# Material supplied:
****************

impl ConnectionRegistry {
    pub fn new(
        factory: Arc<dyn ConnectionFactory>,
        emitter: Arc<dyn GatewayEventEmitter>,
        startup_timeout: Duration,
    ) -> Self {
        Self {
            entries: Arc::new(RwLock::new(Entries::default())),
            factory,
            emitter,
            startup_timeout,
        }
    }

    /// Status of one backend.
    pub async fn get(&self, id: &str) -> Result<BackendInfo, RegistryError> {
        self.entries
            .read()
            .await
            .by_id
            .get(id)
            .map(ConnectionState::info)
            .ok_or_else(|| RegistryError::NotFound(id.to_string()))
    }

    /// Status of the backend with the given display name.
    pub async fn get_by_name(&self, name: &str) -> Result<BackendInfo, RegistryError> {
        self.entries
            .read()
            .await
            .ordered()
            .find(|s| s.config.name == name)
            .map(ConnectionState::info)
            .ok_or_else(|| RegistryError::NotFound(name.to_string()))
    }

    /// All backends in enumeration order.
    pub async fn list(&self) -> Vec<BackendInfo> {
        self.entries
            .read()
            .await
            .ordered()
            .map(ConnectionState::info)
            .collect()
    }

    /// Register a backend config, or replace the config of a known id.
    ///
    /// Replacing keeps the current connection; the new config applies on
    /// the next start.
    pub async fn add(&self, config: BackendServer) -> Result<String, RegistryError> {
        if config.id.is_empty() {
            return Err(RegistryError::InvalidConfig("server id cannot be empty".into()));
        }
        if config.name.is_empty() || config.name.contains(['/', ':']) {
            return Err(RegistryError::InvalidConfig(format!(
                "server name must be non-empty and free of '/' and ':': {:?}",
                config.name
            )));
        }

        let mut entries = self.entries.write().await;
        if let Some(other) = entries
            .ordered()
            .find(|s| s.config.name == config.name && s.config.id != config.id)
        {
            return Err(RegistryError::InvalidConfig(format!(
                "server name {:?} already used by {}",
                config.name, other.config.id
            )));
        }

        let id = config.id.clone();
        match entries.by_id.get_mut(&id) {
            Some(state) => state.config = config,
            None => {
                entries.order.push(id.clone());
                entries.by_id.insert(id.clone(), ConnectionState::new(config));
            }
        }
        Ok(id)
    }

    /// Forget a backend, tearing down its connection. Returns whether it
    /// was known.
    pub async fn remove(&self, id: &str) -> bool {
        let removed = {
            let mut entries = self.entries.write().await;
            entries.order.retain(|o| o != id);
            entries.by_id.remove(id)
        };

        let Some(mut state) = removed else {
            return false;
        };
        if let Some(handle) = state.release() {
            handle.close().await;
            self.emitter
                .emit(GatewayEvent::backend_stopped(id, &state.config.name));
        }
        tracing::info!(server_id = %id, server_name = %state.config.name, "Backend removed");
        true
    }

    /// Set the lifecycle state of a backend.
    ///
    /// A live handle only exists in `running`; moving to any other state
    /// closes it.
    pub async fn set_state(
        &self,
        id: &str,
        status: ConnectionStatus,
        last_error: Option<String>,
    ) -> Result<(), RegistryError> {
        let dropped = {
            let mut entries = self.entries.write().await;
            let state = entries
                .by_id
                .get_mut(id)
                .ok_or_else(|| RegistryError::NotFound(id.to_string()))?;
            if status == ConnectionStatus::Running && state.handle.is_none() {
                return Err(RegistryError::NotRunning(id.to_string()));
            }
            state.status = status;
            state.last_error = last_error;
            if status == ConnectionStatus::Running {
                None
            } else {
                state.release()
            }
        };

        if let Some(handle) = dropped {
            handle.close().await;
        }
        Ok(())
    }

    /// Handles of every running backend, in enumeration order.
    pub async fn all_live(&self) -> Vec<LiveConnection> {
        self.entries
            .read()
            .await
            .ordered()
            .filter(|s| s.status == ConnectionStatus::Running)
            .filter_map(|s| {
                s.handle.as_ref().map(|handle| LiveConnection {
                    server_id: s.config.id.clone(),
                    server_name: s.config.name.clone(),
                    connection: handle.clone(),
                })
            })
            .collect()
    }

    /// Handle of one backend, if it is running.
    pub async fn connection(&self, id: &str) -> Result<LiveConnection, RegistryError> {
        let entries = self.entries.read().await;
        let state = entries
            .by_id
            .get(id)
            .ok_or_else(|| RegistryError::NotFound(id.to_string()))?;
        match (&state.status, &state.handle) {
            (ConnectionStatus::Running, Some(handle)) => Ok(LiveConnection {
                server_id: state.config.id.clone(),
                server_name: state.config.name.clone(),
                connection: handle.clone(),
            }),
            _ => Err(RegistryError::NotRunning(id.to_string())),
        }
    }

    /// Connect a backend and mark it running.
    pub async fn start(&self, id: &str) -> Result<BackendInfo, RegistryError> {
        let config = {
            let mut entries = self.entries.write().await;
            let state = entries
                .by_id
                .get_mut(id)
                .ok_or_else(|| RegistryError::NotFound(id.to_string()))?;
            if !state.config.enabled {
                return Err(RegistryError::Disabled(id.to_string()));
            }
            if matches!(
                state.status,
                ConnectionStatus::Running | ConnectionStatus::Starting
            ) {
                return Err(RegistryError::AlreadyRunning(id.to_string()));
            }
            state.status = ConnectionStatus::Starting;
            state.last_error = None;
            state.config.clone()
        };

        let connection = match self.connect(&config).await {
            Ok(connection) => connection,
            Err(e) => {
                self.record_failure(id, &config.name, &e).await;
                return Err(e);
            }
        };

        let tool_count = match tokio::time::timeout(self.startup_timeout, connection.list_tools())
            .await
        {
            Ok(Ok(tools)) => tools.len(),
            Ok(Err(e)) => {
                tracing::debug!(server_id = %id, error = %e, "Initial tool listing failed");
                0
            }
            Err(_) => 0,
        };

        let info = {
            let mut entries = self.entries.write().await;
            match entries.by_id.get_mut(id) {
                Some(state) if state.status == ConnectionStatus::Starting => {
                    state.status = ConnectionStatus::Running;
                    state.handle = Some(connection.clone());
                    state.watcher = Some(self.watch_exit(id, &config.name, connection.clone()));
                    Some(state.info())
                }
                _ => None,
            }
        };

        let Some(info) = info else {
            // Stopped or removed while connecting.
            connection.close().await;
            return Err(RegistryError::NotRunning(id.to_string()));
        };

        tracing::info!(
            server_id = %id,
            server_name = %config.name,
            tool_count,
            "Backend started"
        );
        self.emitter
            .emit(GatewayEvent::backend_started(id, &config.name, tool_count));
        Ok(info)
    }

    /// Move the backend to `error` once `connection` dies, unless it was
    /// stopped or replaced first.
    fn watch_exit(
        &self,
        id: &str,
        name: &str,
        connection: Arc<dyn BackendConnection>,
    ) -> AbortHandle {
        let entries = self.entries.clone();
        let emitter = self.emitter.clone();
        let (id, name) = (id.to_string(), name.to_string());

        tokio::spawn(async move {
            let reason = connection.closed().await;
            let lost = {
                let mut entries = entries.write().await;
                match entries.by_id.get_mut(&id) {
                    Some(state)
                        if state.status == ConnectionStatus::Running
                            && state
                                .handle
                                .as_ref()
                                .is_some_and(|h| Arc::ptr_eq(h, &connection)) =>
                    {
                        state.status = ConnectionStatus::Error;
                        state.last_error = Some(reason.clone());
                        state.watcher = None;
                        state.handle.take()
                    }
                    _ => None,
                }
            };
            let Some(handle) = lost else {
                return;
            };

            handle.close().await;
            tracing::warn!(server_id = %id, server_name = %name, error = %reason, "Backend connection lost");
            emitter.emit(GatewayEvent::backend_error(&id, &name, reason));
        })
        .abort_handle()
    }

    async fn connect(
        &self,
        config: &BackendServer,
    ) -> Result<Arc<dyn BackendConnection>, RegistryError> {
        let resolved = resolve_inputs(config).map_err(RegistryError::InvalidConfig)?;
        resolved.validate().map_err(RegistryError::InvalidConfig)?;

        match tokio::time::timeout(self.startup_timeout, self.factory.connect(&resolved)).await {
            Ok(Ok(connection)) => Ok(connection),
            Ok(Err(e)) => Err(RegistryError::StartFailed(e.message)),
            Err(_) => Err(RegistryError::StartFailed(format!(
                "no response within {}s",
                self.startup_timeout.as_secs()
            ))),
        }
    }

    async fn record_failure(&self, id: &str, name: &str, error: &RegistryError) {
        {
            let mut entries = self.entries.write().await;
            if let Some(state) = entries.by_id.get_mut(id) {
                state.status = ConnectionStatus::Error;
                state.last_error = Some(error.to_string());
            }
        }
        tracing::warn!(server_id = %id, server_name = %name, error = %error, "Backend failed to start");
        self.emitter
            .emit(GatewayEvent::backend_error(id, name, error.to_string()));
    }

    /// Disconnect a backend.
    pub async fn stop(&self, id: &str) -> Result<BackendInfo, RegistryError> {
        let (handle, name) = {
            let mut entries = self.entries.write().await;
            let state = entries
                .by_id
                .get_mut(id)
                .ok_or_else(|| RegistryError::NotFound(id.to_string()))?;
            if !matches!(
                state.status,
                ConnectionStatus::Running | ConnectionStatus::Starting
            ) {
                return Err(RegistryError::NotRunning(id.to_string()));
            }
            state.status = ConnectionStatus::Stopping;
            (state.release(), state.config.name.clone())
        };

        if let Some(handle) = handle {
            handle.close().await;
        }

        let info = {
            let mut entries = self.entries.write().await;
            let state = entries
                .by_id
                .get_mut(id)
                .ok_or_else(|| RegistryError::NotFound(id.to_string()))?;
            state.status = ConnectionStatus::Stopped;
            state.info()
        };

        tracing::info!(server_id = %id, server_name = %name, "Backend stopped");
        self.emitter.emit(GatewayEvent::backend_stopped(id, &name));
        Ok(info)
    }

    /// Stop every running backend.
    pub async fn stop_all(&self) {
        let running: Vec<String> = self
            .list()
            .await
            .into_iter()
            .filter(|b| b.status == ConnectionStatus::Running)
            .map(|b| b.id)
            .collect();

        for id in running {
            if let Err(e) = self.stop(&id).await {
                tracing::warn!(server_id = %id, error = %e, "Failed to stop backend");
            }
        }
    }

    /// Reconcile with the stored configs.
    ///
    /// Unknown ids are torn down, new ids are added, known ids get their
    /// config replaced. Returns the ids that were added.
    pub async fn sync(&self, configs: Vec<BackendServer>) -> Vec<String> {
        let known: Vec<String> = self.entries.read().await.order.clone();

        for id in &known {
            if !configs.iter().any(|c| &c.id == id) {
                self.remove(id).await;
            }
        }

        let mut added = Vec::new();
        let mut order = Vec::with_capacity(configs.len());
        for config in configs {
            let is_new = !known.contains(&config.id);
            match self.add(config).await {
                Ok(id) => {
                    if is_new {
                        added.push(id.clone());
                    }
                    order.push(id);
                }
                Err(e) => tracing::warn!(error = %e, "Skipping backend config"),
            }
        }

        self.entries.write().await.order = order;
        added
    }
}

****************

# Directions:
Please give the number of lines above containing "Starting" and nothing else.

# Answer below:
4